Solved

help : Making a automatic link maker

Posted on 2004-03-28
15
313 Views
Last Modified: 2010-04-17
Ok, heres what I'm trying to do, I have thousands of htm, webpages in diffrent directories and I have to link to them on main pages...I'm trying to make a PERL script to steam line my work..

Example http://www.ticketstogo.com/venues/  directory has 3000+ pages and I have to manually add links to
http://www.ticketstogo.com/venues/states/index.htm    <<< one by one , under the correct state.
One each page in the venue section I have the state that that page/venue belongs in example : <!-- Texas --> on the first line of every page. so I need the script to take that data and make links on the http://www.ticketstogo.com/venues/states/ under the right state.

And for the concerts section I would like it to scan the http://www.ticketstogo.com/concerts/ directory and at the top of everypage on the first line I have the first letter of the artist name ..example : <!-- F --->, then take that and input a link to that page under the right letter on page : http://www.ticketstogo.com/concerts/

And there should be a Admin panel where I can add new directories/urls and pick, by state, by first letter. then the location of the links/main page , where the links will be added.

So what I need is a PERL program that can scan the directory and make links to the the pages on a main page, by seeing <!-- "STATE NAME--> or <!--- "LETTER"--> and inserting the link, one after another, on and on, untill its done, saving me hours in the progress...
example of a script that scans and see a <!-- bla bla bla --> and inserts a link..http://www.ccds.addr.com/wrc/links/addalink.htm
My script ended in ruins, I read half of my Perl : A Beginners Guide and I think I'm a perl god...I feel painfully crushed by my attempt..j/k

I know there are better scripting laguages out there, meaning having thousands of htm files, but right now i need this to work , untill our asp.net venture is rdy..which could be months, so please just help with this issues ..
0
Comment
Question by:Caiapfas
  • 11
  • 4
15 Comments
 
LVL 2

Author Comment

by:Caiapfas
ID: 10704792
in effect the only thing this PERL script would do is scan a directory, and then a page(main page) for matching <!-- blablabla, blabla --> tags then insert a link to the page , under the right <!-- -->.

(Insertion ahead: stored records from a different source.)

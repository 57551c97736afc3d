use std::collections::HashSet;

/// Trim and collapse every whitespace run to a single space.
pub fn clean_whitespace(text: &str) -> String {
    text.split_whitespace().collect::<Vec<_>>().join(" ")
}

/// Drop repeated rows, keeping the first occurrence of each.
pub fn dedup_rows(rows: Vec<Vec<String>>) -> Vec<Vec<String>> {
    let mut seen: HashSet<Vec<String>> = HashSet::with_capacity(rows.len());
    rows.into_iter()
        .filter(|row| seen.insert(row.clone()))
        .collect()
}
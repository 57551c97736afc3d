use std::collections::BTreeMap;
use std::fmt::{Display, Formatter};
use std::time::Duration;

use chrono::{DateTime, Utc};
use reqwest::StatusCode;
use serde::{Deserialize, Serialize};
use url::Url;
use utoipa::ToSchema;

pub const MIN_TIMEOUT_SECS: u64 = 1;
pub const MAX_TIMEOUT_SECS: u64 = 120;
const DEFAULT_TIMEOUT: Duration = Duration::from_secs(10);

#[derive(Debug, Clone, Copy, PartialEq, Eq, Default, Serialize, Deserialize, ToSchema)]
#[serde(rename_all = "UPPERCASE")]
pub enum Method {
    #[default]
    Get,
    Post,
}

impl Method {
    pub fn as_str(&self) -> &'static str {
        match self {
            Method::Get => "GET",
            Method::Post => "POST",
        }
    }
}

impl Display for Method {
    fn fmt(&self, f: &mut Formatter<'_>) -> std::fmt::Result {
        f.write_str(self.as_str())
    }
}

impl From<Method> for reqwest::Method {
    fn from(method: Method) -> Self {
        match method {
            Method::Get => reqwest::Method::GET,
            Method::Post => reqwest::Method::POST,
        }
    }
}

/// A single outbound request. Built once per fetch and never mutated after
/// being handed to a fetcher.
#[derive(Debug, Clone, PartialEq)]
pub struct FetchRequest {
    pub url: Url,
    pub method: Method,
    pub user_agent: Option<String>,
    pub timeout: Duration,
    pub extra_headers: BTreeMap<String, String>,
    pub json_body: Option<serde_json::Value>,
    pub headers_only: bool,
}

impl FetchRequest {
    pub fn new(url: Url) -> Self {
        Self {
            url,
            method: Method::Get,
            user_agent: None,
            timeout: DEFAULT_TIMEOUT,
            extra_headers: BTreeMap::new(),
            json_body: None,
            headers_only: false,
        }
    }

    pub fn with_method(mut self, method: Method) -> Self {
        self.method = method;
        self
    }

    pub fn with_user_agent(mut self, user_agent: Option<String>) -> Self {
        self.user_agent = user_agent;
        self
    }

    pub fn with_timeout(mut self, timeout: Duration) -> Self {
        self.timeout = timeout;
        self
    }

    pub fn with_headers(mut self, headers: BTreeMap<String, String>) -> Self {
        self.extra_headers = headers;
        self
    }

    pub fn with_json_body(mut self, body: Option<serde_json::Value>) -> Self {
        self.json_body = body;
        self
    }

    pub fn with_headers_only(mut self, headers_only: bool) -> Self {
        self.headers_only = headers_only;
        self
    }

    /// Same method, headers and body aimed at another page. Always fetches
    /// the full body.
    pub fn for_url(&self, url: Url) -> Self {
        Self {
            url,
            headers_only: false,
            ..self.clone()
        }
    }
}

#[derive(Debug, Clone, PartialEq, Eq, Serialize, Deserialize)]
pub enum Charset {
    Utf8,
    Windows1252,
    ShiftJis,
    Gb2312,
    Big5,
    Other(String),
}

impl Charset {
    pub fn from_encoding(encoding: &'static encoding_rs::Encoding) -> Self {
        use std::ptr;

        if ptr::eq(encoding, encoding_rs::UTF_8) {
            Self::Utf8
        } else if ptr::eq(encoding, encoding_rs::WINDOWS_1252) {
            Self::Windows1252
        } else if ptr::eq(encoding, encoding_rs::SHIFT_JIS) {
            Self::ShiftJis
        } else if ptr::eq(encoding, encoding_rs::GBK) || ptr::eq(encoding, encoding_rs::GB18030) {
            Self::Gb2312
        } else if ptr::eq(encoding, encoding_rs::BIG5) {
            Self::Big5
        } else {
            // encoding_rs canonical names double as labels
            Self::Other(encoding.name().to_string())
        }
    }
}

/// Outcome of a successful fetch.
#[derive(Debug, Clone)]
pub struct FetchResult {
    pub url_final: Url,
    pub status: StatusCode,
    pub body: String,
    pub content_type: String,
    pub headers: BTreeMap<String, String>,
    /// `None` for header-only fetches, where the body is never decoded.
    pub charset: Option<Charset>,
    pub fetched_at: DateTime<Utc>,
}
use rust_xlsxwriter::Workbook;

use crate::export::ExportError;

/// Longest string a single spreadsheet cell accepts, in characters.
const CELL_CHAR_LIMIT: usize = 32_767;

fn cell(row: usize, col: usize) -> Result<(u32, u16), ExportError> {
    let r = u32::try_from(row).map_err(|_| ExportError::TooLarge(format!("row {}", row)))?;
    let c = u16::try_from(col).map_err(|_| ExportError::TooLarge(format!("column {}", col)))?;
    Ok((r, c))
}

/// Single worksheet: header in row 0, data below.
pub fn table_to_xlsx(columns: &[String], rows: &[Vec<String>]) -> Result<Vec<u8>, ExportError> {
    let mut workbook = Workbook::new();
    let worksheet = workbook.add_worksheet();

    for (c, label) in columns.iter().enumerate() {
        let (r, c) = cell(0, c)?;
        worksheet.write_string(r, c, label)?;
    }
    for (i, row) in rows.iter().enumerate() {
        for (c, value) in row.iter().enumerate() {
            let (r, c) = cell(i + 1, c)?;
            worksheet.write_string(r, c, value)?;
        }
    }

    Ok(workbook.save_to_buffer()?)
}

/// "Content" in A1, the raw content from A2 down. Content longer than one
/// cell holds continues in the next row.
pub fn raw_to_xlsx(content: &str) -> Result<Vec<u8>, ExportError> {
    table_to_xlsx(&["Content".to_string()], &cell_chunks(content))
}

fn cell_chunks(content: &str) -> Vec<Vec<String>> {
    let mut rows = Vec::new();
    let mut chars = content.chars().peekable();
    loop {
        let chunk: String = chars.by_ref().take(CELL_CHAR_LIMIT).collect();
        rows.push(vec![chunk]);
        if chars.peek().is_none() {
            return rows;
        }
    }
}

Example , scaning concert/ <folder finds Greenday, greenday.htm has <!-- G, Greenday --> so after its done scanning the entire directory and making a flat file database, it now scans the page(main links page) and finds G's and there is the <!-- G --> so it inserts a link the greenday, Greenday (http://www.mysite.com/concerts/greenday.htm) and it gets the title for the link from the <!-- G, Greenday --> the second part of the hidden comment at the top of the page.
0
 
LVL 11

Expert Comment

by:lbertacco
ID: 10712681
This a small perl script to do it:

#!/usr/bin/perl

$dir="/win/tmp";
$wdir="ven";
$indextpl = "/win/indextpl.htm";
$indexhtm = "/win/index.htm";

# read venue files
opendir(DH, $dir) or die "Can't open $dir for reading: $!";
while(defined($file=readdir(DH))) {
  next unless $file =~ /\.htm$/i;
  open(FILE, "<$dir/$file") or die "Can't open $file for reading: $!";
  $ven{$1}{$2} = "$wdir/$file" if <FILE> =~ /^\<\!-- (.*), (.*) --\>$/;
  close(FILE);
}

# process template
open(STDIN, "<$indextpl") or die "Can't open $indextpl for reading: $!";
open(STDOUT, ">$indexhtm") or die "Can't open $indexhtm for writing: $!";
while(<>) {
  if(/^\<\!-- (.*) --\>$/) {
    print map {"<A href=\"$ven{$1}{$_}\">$_</A><BR>\n"} sort keys %{$ven{$1}};
  } else {
    print;
  }
}

$dir is the directory with the html pages (e.g. c:\\concert)
$wdir is a path the path to be inserted in the URLs (e.g. /whatever/concerts)
$indextpl is the index template file (e.g. C:\\test\\index.tpl)
$indexhtm is the final index file (e.g. c:\\test\\index.htm)
The script has been tested under unix. For WIn32 you might need to change the slashes in paths from / to \\, and also the perl path in the first line.
0
 
LVL 2

Author Comment

by:Caiapfas
ID: 10717880
lbertacco,

does it only match
example
<-- anything, right here -->

also is this the flat file database? $indextpl is the index template file (e.g. C:\\test\\index.tpl)

and can it be a txt file?
0
 
LVL 2

Author Comment

by:Caiapfas
ID: 10717901
and if it does match the <!-- whatever, to whatever --> I can use it for many diffrent app.
right?

Thank you,
Caiapfas
0
 
LVL 11

Expert Comment

by:lbertacco
ID: 10721065
It expects the first line of each htm file to be like
<!-- index key, full name -->

then it inserts all the "full names" asscoiated with a given "index key" in the template whenever it finds a line (exactly like)
<!-- index key -->
in the template
the matching of index key is case sensitive (this can be changed) and there must be nothing else in the line (not even extra blanks) (this can be improved).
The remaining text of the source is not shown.